Using the entries that follow, give only the number of lines with the word "debug" in them.

━━━━━━━━

impl FormController {
    /// 创建控制器实例
    ///
    /// # Arguments
    /// * `ctx` - 注入的平台能力
    /// * `profile` - 页面部署变体的预设
    /// * `hidden_fields` - 页面标记里的隐藏 honeypot/meta 字段
    #[must_use]
    pub fn new(
        ctx: Arc<ControllerContext>,
        profile: FormProfile,
        hidden_fields: Vec<(String, String)>,
    ) -> Self {
        let advisor = profile
            .advisory
            .clone()
            .map(|advisory| RateAdvisor::new(ctx.clone(), advisory));

        Self {
            ctx,
            profile: Arc::new(profile),
            state: Arc::new(RwLock::new(FormState::Idle)),
            values: Arc::new(RwLock::new(FormValues::new(hidden_fields))),
            timers: Arc::new(Mutex::new(TimerSlots::default())),
            advisor,
        }
    }

    /// 当前状态
    pub async fn state(&self) -> FormState {
        *self.state.read().await
    }

    // ============ 页面触发器 ============

    /// 页面就绪
    ///
    /// 发布初始控件与计数显示，跑软性限额预警，再做投递准备
    /// （token 变体在此预取防伪令牌）。准备失败只亮横幅，不阻塞
    /// 后续提交——通道会在提交时懒取令牌重试。
    pub async fn initialize(&self) -> CoreResult<()> {
        self.ctx
            .view
            .set_submit_control(&SubmitControl::ready())
            .await;
        self.publish_counter().await;

        if let Some(advisor) = &self.advisor {
            match advisor.check_on_load().await {
                Ok(true) => self.show_error_banner(MSG_APPROACHING_LIMIT).await,
                Ok(false) => {}
                Err(e) => log::error!("Submission-history check failed: {e}"),
            }
        }

        if let Err(e) = self.ctx.transport.prepare().await {
            log::error!("Form initialization failed: {e}");
            self.show_error_banner(MSG_INIT_FAILED).await;
        }

        Ok(())
    }

    /// 字段输入
    ///
    /// 镜像最新值、清除该字段的错误标记；消息字段同时刷新计数。
    pub async fn handle_field_input(&self, field: FieldId, value: &str) {
        self.values.write().await.set(field, value.to_string());
        self.ctx.view.set_field_validity(field, None).await;

        if field == FieldId::Message {
            self.publish_counter().await;
        }
    }

    /// 字段失焦：就地校验并发布结果
    pub async fn handle_field_blur(&self, field: FieldId) -> CoreResult<FieldValidationResult> {
        let spec = self
            .profile
            .spec_of(field)
            .ok_or_else(|| CoreError::UnknownField(field.to_string()))?;

        let result = {
            let values = self.values.read().await;
            validate_field(spec, values.value_of(field), self.profile.rules)
        };

        self.ctx
            .view
            .set_field_validity(field, result.error_message.as_deref())
            .await;
        Ok(result)
    }

    /// 提交
    ///
    /// 校验通过才放行：Idle → Loading（先禁用提交控件），恰好发出
    /// 一次网络请求，然后依结果收敛到 Success 或 Error。在途提交或
    /// 冷却期内的重复触发被直接忽略。
    pub async fn handle_submit(&self) -> CoreResult<()> {
        if *self.state.read().await == FormState::Loading {
            log::debug!("Ignoring submit while a submission is in flight");
            return Ok(());
        }
        if self.cooldown_active().await {
            log::debug!("Ignoring submit during cooldown");
            return Ok(());
        }

        // 表单级校验：访问全部字段并标记每个无效项
        let results = {
            let values = self.values.read().await;
            validate_form(&self.profile, &values)
        };
        let mut all_valid = true;
        for result in &results {
            self.ctx
                .view
                .set_field_validity(result.field, result.error_message.as_deref())
                .await;
            all_valid &= result.is_valid;
        }
        if !all_valid {
            self.show_error_banner(MSG_FIX_ERRORS).await;
            return Ok(());
        }

        // Idle → Loading：先禁用控件，再发起唯一一次请求
        self.cancel_timers().await;
        *self.state.write().await = FormState::Loading;
        self.ctx.view.clear_feedback().await;
        self.ctx
            .view
            .set_submit_control(&SubmitControl::sending())
            .await;
        self.ctx
            .view
            .show_feedback(FeedbackKind::Loading, MSG_SENDING)
            .await;

        let submission = self.values.read().await.to_submission();
        match self.ctx.transport.submit(&submission).await {
            Ok(receipt) => self.on_delivered(receipt).await,
            Err(e) => self.on_failed(e).await,
        }

        Ok(())
    }

    // ============ 结果处理 ============

    async fn on_delivered(&self, receipt: DeliveryReceipt) {
        log::info!("Submission delivered via {}", self.ctx.transport.id());

        self.cancel_timers().await;
        *self.state.write().await = FormState::Success;
        self.ctx.view.clear_feedback().await;
        self.ctx
            .view
            .set_submit_control(&SubmitControl::ready())
            .await;

        let message = receipt
            .message
            .unwrap_or_else(|| MSG_DEFAULT_SUCCESS.to_string());
        self.ctx
            .view
            .show_feedback(FeedbackKind::Success, &message)
            .await;

        if let Some(advisor) = &self.advisor {
            if let Err(e) = advisor.record().await {
                log::error!("Failed to record submission timestamp: {e}");
            }
        }

        if self.profile.reset_on_dismiss {
            // 横幅消隐时一并重置（中继页面的行为）
            self.schedule_dismiss(self.profile.dismiss.success_after, true)
                .await;
        } else {
            self.reset_form().await;
            self.schedule_dismiss(self.profile.dismiss.success_after, false)
                .await;
        }
    }

    async fn on_failed(&self, err: TransportError) {
        if err.is_expected() {
            log::warn!("Submission failed: {err}");
        } else {
            log::error!("Submission failed: {err}");
        }

        self.cancel_timers().await;
        *self.state.write().await = FormState::Error;
        self.ctx
            .view
            .set_submit_control(&SubmitControl::ready())
            .await;

        let banner = match &err {
            TransportError::RateLimited { .. } => MSG_RATE_LIMITED.to_string(),
            TransportError::NetworkError { .. } | TransportError::Timeout { .. } => {
                MSG_NETWORK.to_string()
            }
            TransportError::FieldsRejected { .. } => MSG_CHECK_FIELDS.to_string(),
            TransportError::ParseError { .. } | TransportError::SerializationError { .. } => {
                MSG_GENERIC_FAILURE.to_string()
            }
            other => other
                .server_message()
                .map_or_else(|| MSG_GENERIC_FAILURE.to_string(), str::to_string),
        };
        self.show_error_banner(&banner).await;

        if let TransportError::RateLimited { retry_after, .. } = &err {
            let secs = retry_after.unwrap_or(self.profile.cooldown.as_secs());
            self.start_cooldown(secs).await;
        }
    }

    // ============ 视图辅助 ============

    /// 亮出错误横幅并按策略安排消隐
    ///
    /// 只取消旧的消隐定时器；冷却倒计时不受横幅更迭影响。
    async fn show_error_banner(&self, message: &str) {
        {
            let mut timers = self.timers.lock().await;
            if let Some(handle) = timers.dismiss.take() {
                handle.abort();
            }
        }
        self.ctx.view.clear_feedback().await;
        self.ctx
            .view
            .show_feedback(FeedbackKind::Error, message)
            .await;
        self.schedule_dismiss(self.profile.dismiss.error_after, false)
            .await;
    }

    async fn publish_counter(&self) {
        let count = {
            let values = self.values.read().await;
            values.value_of(FieldId::Message).chars().count()
        };
        self.ctx
            .view
            .set_counter(count, self.profile.counter.tier(count))
            .await;
    }

    async fn reset_form(&self) {
        self.values.write().await.reset();
        self.ctx.view.reset_fields().await;
        self.publish_counter().await;
    }

    // ============ 定时器 ============

    async fn cancel_timers(&self) {
        let mut timers = self.timers.lock().await;
        if let Some(handle) = timers.dismiss.take() {
            handle.abort();
        }
        if let Some(handle) = timers.cooldown.take() {
            handle.abort();
        }
    }

    async fn cooldown_active(&self) -> bool {
        self.timers
            .lock()
            .await
            .cooldown
            .as_ref()
            .is_some_and(|handle| !handle.is_finished())
    }

    /// 安排横幅消隐；`reset_after` 为真时消隐同时重置表单与计数
    async fn schedule_dismiss(&self, delay: Option<Duration>, reset_after: bool) {
        let Some(delay) = delay else {
            return;
        };

        let ctx = self.ctx.clone();
        let values = self.values.clone();
        let state = self.state.clone();
        let counter = self.profile.counter.clone();

        let handle = tokio::spawn(async move {
            tokio::time::sleep(delay).await;
            ctx.view.clear_feedback().await;
            if reset_after {
                values.write().await.reset();
                ctx.view.reset_fields().await;
                ctx.view.set_counter(0, counter.tier(0)).await;
            }
            *state.write().await = FormState::Idle;
        });

        let mut timers = self.timers.lock().await;
        if let Some(old) = timers.dismiss.replace(handle) {
            old.abort();
        }
    }

    /// 进入冷却：禁用提交控件并逐秒倒数到 "Wait 0s"，随后恢复
    async fn start_cooldown(&self, total_secs: u64) {
        log::warn!("Entering submission cooldown for {total_secs}s");

        let ctx = self.ctx.clone();
        let handle = tokio::spawn(async move {
            let mut remaining = total_secs;
            loop {
                ctx.view
                    .set_submit_control(&SubmitControl::cooling_down(remaining))
                    .await;
                tokio::time::sleep(Duration::from_secs(1)).await;
                if remaining == 0 {
                    break;
                }
                remaining -= 1;
            }
            ctx.view.set_submit_control(&SubmitControl::ready()).await;
        });

        let mut timers = self.timers.lock().await;
        if let Some(old) = timers.cooldown.replace(handle) {
            old.abort();
        }
    }
}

━━━━━━━━

ANSWER SPACE: 2